Using the mask as metaphor here and throughout his work, Little explains that he is interested in “not just masks for the face, but masks for the body.” Nondescript business suits and standard-issue dresses are empty vessels, hearkening to Little’s training as a ceramist. Little borrowed the idea from classical sculpture, where clothes were, as he describes, them “something that is not occupied.” The reappearance of suits and dresses in his collection is notable; Little works and reworks these “masks” ad naseum.


“Artists try to make things look right.” Little remarks, quoting his friend, art critic Dave Hickey. “I work until things look right,” Little admits.


The title of the exhibit, “Little Changes,” has two meanings, he illustrates. First, that throughout his work, very little changes. Second, that there are little changes throughout his work.
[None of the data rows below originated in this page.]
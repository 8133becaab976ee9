#![allow(dead_code)]

use chrono::NaiveDate;
use std::collections::HashMap;
pub use tradelens::domain::ohlcv::{Bar, TimeSeries};
use tradelens::domain::error::TradelensError;
use tradelens::domain::timeframe::Timeframe;
use tradelens::ports::data_port::MarketDataPort;

/// In-memory market data. Ignores the timeframe and returns every bar.
pub struct MockDataPort {
    pub data: HashMap<String, Vec<Bar>>,
    pub errors: HashMap<String, String>,
}

impl MockDataPort {
    pub fn new() -> Self {
        Self {
            data: HashMap::new(),
            errors: HashMap::new(),
        }
    }

    pub fn with_prices(mut self, symbol: &str, prices: &[f64]) -> Self {
        self.data.insert(symbol.to_string(), make_bars(prices));
        self
    }

    pub fn with_error(mut self, symbol: &str, reason: &str) -> Self {
        self.errors.insert(symbol.to_string(), reason.to_string());
        self
    }
}

impl MarketDataPort for MockDataPort {
    fn fetch_series(&self, symbol: &str, _timeframe: Timeframe) -> Result<TimeSeries, TradelensError> {
        if let Some(reason) = self.errors.get(symbol) {
            return Err(TradelensError::data(reason.clone()));
        }
        let bars = self
            .data
            .get(symbol)
            .cloned()
            .ok_or_else(|| TradelensError::data(format!("unknown symbol {symbol}")))?;
        TimeSeries::new(symbol, bars)
    }

    fn list_symbols(&self) -> Result<Vec<String>, TradelensError> {
        let mut symbols: Vec<String> = self.data.keys().cloned().collect();
        symbols.sort();
        Ok(symbols)
    }
}

pub fn date(y: i32, m: u32, d: u32) -> NaiveDate {
    NaiveDate::from_ymd_opt(y, m, d).unwrap()
}

/// Consecutive calendar days from 2024-01-01, high/low one point either
/// side of the close.
pub fn make_bars(prices: &[f64]) -> Vec<Bar> {
    let start = date(2024, 1, 1);
    prices
        .iter()
        .enumerate()
        .map(|(i, &close)| Bar {
            date: start + chrono::Duration::days(i as i64),
            open: close,
            high: close + 1.0,
            low: close - 1.0,
            close,
            volume: 1_000,
        })
        .collect()
}

pub fn make_series(symbol: &str, prices: &[f64]) -> TimeSeries {
    TimeSeries::new(symbol, make_bars(prices)).unwrap()
}

pub fn flat(count: usize, price: f64) -> Vec<f64> {
    vec![price; count]
}

pub fn rising(count: usize) -> Vec<f64> {
    (0..count).map(|i| 100.0 + i as f64).collect()
}

pub fn wave(count: usize) -> Vec<f64> {
    (0..count)
        .map(|i| 100.0 + (i as f64 / 6.0).sin() * 8.0 + i as f64 * 0.05)
        .collect()
}

/// Writes `<dir>/<symbol>.csv` in the `date,open,high,low,close,volume` layout.
pub fn write_csv(dir: &std::path::Path, symbol: &str, prices: &[f64]) {
    let mut content = String::from("date,open,high,low,close,volume\n");
    for bar in make_bars(prices) {
        content.push_str(&format!(
            "{},{},{},{},{},{}\n",
            bar.date, bar.open, bar.high, bar.low, bar.close, bar.volume
        ));
    }
    std::fs::write(dir.join(format!("{symbol}.csv")), content).unwrap();
}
In other words, Little has committed to certain motifs, as well as to the endless revision of the form they take.


Stemming from his interest in masks, Little’s pieces anthropomorphize anything and everything. Cars and houses are extensions of the body, he claims. “The lungs are like the air conditioning, the electricity is like the nervous system,” he continues. “The headlights and the grill look a lot like a face.” Even hands and feet have faces in Little’s art. His earliest work in the exhibition, a telling childhood painting of a snowman, wears a simple smiley face that will appear again and again. “I see faces everywhere,” confesses Little.


He describes “He-Tree” and “She-Tree,” a pair of pieces he made in the ’90s, as “an overlay of childhood vision and adult vision.” Skeletal wooden frames intersected by three or four competing images symbolize how levels of consciousness might superimpose each other, explains Little.


Alternately, he conjures up the spiritual and the abstract in the material. He builds an animal of boots, shoes and belts “returning the skin to the beast with the memory of the damage done.” Art critic Dave Hickey describes one piece as “attached found leather objects to the taxidermist’s models of creatures whose memory the skin evoked.”


Little’s latest obsession is a series of pieces—suits, dresses, a super-size head, and a massive middle finger appropriately titled “Bird”—made of wire-frame and dollar bills. To conclude from this work that Little sees people as being made of not much more than money is not a stretch. Still, he claims that he has no prefabricated notions when creating his art. “The most important thing is that I do what I would have never thought of doing. ... I have to find it.”


Though the current exhibit is called a “retrospective,” the continuation of his series of “dollar bill pieces and body parts,” as Little calls them, will be his focus when he returns to the studio. As with so much else, he is not done.


Why Little keeps coming back to the same issues in his art, he reasons, “I see life like an LP. You start on the outside when you’re a child. The years are really long. Later in life, the years come around faster and faster, but you’re always circling through the same things.”